In merito alla contaminazione da Pbde (polibromodifelinileteri oggi patogeneticamente collegati anche alla esplosione di autismo nel mondo e ancora più in Terra dei Fuochi campana) rilevati nel latte delle donne esaminate, si legge nel doc: “Alcuni campioni pool mostrano una presenza rilevante di congeneri con elevato grado di bromurazione, poco presenti in altri pool. Invia preliminare, questa differenza è meritevole d’attenzione e potrebbe essere associata all’esistenza di sorgenti di decabromobifenili nelle aree di campionamento, con impatto sulla qualit!à ambientale e/o la produzione alimentare locale. Tali sorgenti potrebbero essere individuate nei luoghi con presenza di rifiuti”.
Quando la Prefettura certifica che sono diminuiti i roghi ma non gli sversamenti dei rifiuti, se ne deduce che per evitare i roghi da molti anni è incrementato lo sversamento di ritardanti di fiamma (PBDE) sul materiale in combustione da parte dei criminali ecomafiosi.

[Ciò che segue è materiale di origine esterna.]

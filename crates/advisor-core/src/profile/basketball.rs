use super::{Direction, Factor, ProfileError, Rationale, SportProfile};
use crate::bayes::{AdditiveRiskModel, BayesianNetwork, RISK_VARIABLE, RiskTerm};
use crate::model::{FieldSpec, Sport};

const LOW_MEDIUM_HIGH: [&str; 3] = ["low", "medium", "high"];
const HIGH_MEDIUM_LOW: [&str; 3] = ["high", "medium", "low"];

fn fields() -> Vec<FieldSpec> {
    vec![
        FieldSpec::new(
            "team_form",
            "forma del equipo",
            "¿Cómo ha sido el rendimiento reciente del equipo?\n(bueno: ha ganado la mayoría de los últimos partidos, regular: resultados mixtos, malo: ha perdido la mayoría)",
        )
        .states(["good", "average", "poor"])
        .synonym("bueno", "good")
        .synonym("regular", "average")
        .synonym("malo", "poor"),
        FieldSpec::new(
            "player_injuries",
            "lesiones",
            "¿Qué nivel de lesiones tiene el equipo?\n(ninguna: todos disponibles, menor: lesiones leves o suplentes, mayor: titulares clave ausentes)",
        )
        .states(["none", "minor", "major"])
        .synonym("ninguna", "none")
        .synonym("menor", "minor")
        .synonym("mayor", "major"),
        FieldSpec::new("home_advantage", "localía", "¿El equipo juega en casa?\n(sí, no)")
            .states(["yes", "no"])
            .synonym("sí", "yes")
            .synonym("si", "yes")
            .synonym("no", "no"),
        FieldSpec::new(
            "betting_odds",
            "cuotas",
            "¿Cómo son las cuotas para el equipo?\n(bajas: <1.5, medias: 1.5–2.5, altas: >2.5)",
        )
        .states(LOW_MEDIUM_HIGH)
        .synonym("bajas", "low")
        .synonym("medias", "medium")
        .synonym("altas", "high"),
        FieldSpec::new(
            "rest_days",
            "descanso",
            "¿Cuántos días de descanso ha tenido el equipo antes del partido?\n(0–7 días)",
        )
        .states(["0-1", "2-3", "4+"])
        .bucket(0, 1, "0-1")
        .bucket(2, 3, "2-3")
        .bucket(4, 7, "4+"),
        FieldSpec::new(
            "opponent_strength",
            "fuerza del rival",
            "¿Qué tan fuerte es el rival?\n(fuerte: buen rendimiento o ranking, promedio, débil: en mala racha)",
        )
        .states(["strong", "average", "weak"])
        .synonym("fuerte", "strong")
        .synonym("promedio", "average")
        .synonym("débil", "weak")
        .synonym("debil", "weak"),
        FieldSpec::new(
            "recent_head_to_head",
            "historial reciente",
            "¿Cuál fue el resultado más reciente entre estos equipos?\n(victoria, empate, derrota)",
        )
        .states(["win", "draw", "loss"])
        .synonym("victoria", "win")
        .synonym("empate", "draw")
        .synonym("derrota", "loss"),
        FieldSpec::new(
            "match_importance",
            "importancia del partido",
            "¿Qué importancia tiene este partido?\n(alta: decisivo, media: relevante, baja: amistoso o irrelevante)",
        )
        .states(HIGH_MEDIUM_LOW)
        .synonym("alta", "high")
        .synonym("media", "medium")
        .synonym("baja", "low"),
    ]
}

/// Authored as a safe score around 0.5; every delta is negated into risk terms.
fn risk_model() -> AdditiveRiskModel {
    let safe_terms: [(&'static str, &[(&'static str, f64)]); 8] = [
        ("team_form", &[("good", 0.1), ("poor", -0.1)]),
        ("player_injuries", &[("none", 0.05), ("major", -0.05)]),
        ("home_advantage", &[("yes", 0.05), ("no", -0.05)]),
        ("betting_odds", &[("low", 0.05), ("high", -0.05)]),
        ("rest_days", &[("4+", 0.05), ("0-1", -0.05)]),
        ("opponent_strength", &[("strong", -0.1), ("weak", 0.1)]),
        ("recent_head_to_head", &[("win", 0.05), ("loss", -0.05)]),
        ("match_importance", &[("high", 0.05), ("low", -0.05)]),
    ];

    safe_terms
        .iter()
        .fold(AdditiveRiskModel::new(0.5), |model, &(variable, deltas)| {
            let term = deltas
                .iter()
                .fold(RiskTerm::new(variable), |term, &(state, safe_delta)| {
                    term.delta(state, -safe_delta)
                });
            model.term(term)
        })
}

fn network() -> Result<BayesianNetwork, ProfileError> {
    let network = BayesianNetwork::builder()
        .root("team_form", &["good", "average", "poor"], &[0.412, 0.468, 0.12])
        .root(
            "player_injuries",
            &["none", "minor", "major"],
            &[0.0, 0.0526, 0.9474],
        )
        .root("home_advantage", &["yes", "no"], &[1.0, 0.0])
        .root("betting_odds", &LOW_MEDIUM_HIGH, &[0.4, 0.4, 0.2])
        .root("rest_days", &["0-1", "2-3", "4+"], &[0.028, 0.523, 0.449])
        // Observed frequencies sum to 0.9999.
        .root_weighted(
            "opponent_strength",
            &["strong", "average", "weak"],
            &[0.6744, 0.3206, 0.0049],
        )
        .root(
            "recent_head_to_head",
            &["win", "draw", "loss"],
            &[0.5871, 0.0009, 0.412],
        )
        .root("match_importance", &HIGH_MEDIUM_LOW, &[0.3, 0.4, 0.3])
        .generated_risk(RISK_VARIABLE, risk_model())
        .build()?;
    Ok(network)
}

fn rationale() -> Rationale {
    use Direction::{Risky, Safe};
    Rationale::new(vec![
        Factor::new("team_form", "good", Safe, "el equipo llega en buena forma"),
        Factor::new("player_injuries", "none", Safe, "no tiene jugadores lesionados"),
        Factor::new("player_injuries", "minor", Safe, "solo tiene lesiones menores"),
        Factor::new("home_advantage", "yes", Safe, "juega como local"),
        Factor::new(
            "betting_odds",
            "low",
            Safe,
            "las cuotas reflejan alta probabilidad de victoria",
        ),
        Factor::new("rest_days", "4+", Safe, "el equipo ha tenido buen descanso"),
        Factor::new("opponent_strength", "weak", Safe, "el rival está en mala forma"),
        Factor::new(
            "recent_head_to_head",
            "win",
            Safe,
            "ha ganado recientemente contra este rival",
        ),
        Factor::new("match_importance", "high", Safe, "el partido es decisivo"),
        Factor::new(
            "team_form",
            "poor",
            Risky,
            "el equipo ha tenido un mal rendimiento reciente",
        ),
        Factor::new(
            "player_injuries",
            "major",
            Risky,
            "tiene jugadores titulares lesionados",
        ),
        Factor::new("home_advantage", "no", Risky, "juega como visitante"),
        Factor::new(
            "betting_odds",
            "high",
            Risky,
            "las cuotas son altas, lo que sugiere baja probabilidad",
        ),
        Factor::new("rest_days", "0-1", Risky, "el equipo llega con poco descanso"),
        Factor::new("opponent_strength", "strong", Risky, "el rival es fuerte"),
        Factor::new(
            "recent_head_to_head",
            "loss",
            Risky,
            "ha perdido recientemente contra este rival",
        ),
        Factor::new(
            "match_importance",
            "low",
            Risky,
            "el partido no tiene mucha importancia",
        ),
    ])
}

pub(super) fn profile() -> Result<SportProfile, ProfileError> {
    Ok(SportProfile::assemble(
        Sport::Basketball,
        fields(),
        network()?,
        Some(rationale()),
    ))
}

Ebbene nonostante lo stesso Sebiorec richiamasse la necessità e l’urgenza di approfondire i biomonitoraggi ambientali e umani sia per diossine e pcb, che per ritardanti di fiamma polibromodifenileteri (PBDE), non sono ancora stati pubblicati i risultati dello studio Spes avviato nel 2017. Anzi, risulta allo scrivente che i circa 700 prelievi eseguiti agli acerrani tra il 2009 e 2011 – che oggi sarebbe importantissimo ritornare ad analizzare individualmente anche per altri inquinanti ambientali come gli Pfoas (acidi perfluroalchilici – dei quali al momento non esiste una sola analisi in Campania nonostante Terra dei Fuochi sia il territorio dove sono stati smaltiti e dati alle fiamme centinaia di migliaia di frigoriferi spandendo nel suolo il loro contenuto di liquido refrigerante altamente tossico) – siano stati addirittura buttati e non conservati congelati per essere opportunamente rianalizzati.
Perché la Regione Campania ha investito in questi decenni decine di milioni di euro in totale per non avere nulla in termini di biomonitoraggi tossicologici individuali utilizzabili anche in giudizi penali come lo è stato per i pochissimi nostri? Spero che queste ed altre numerose domande ai responsabili possano partire presto dalla Procura di Nola o di Napoli sul disastro ambientale più grande e più negato di Italia.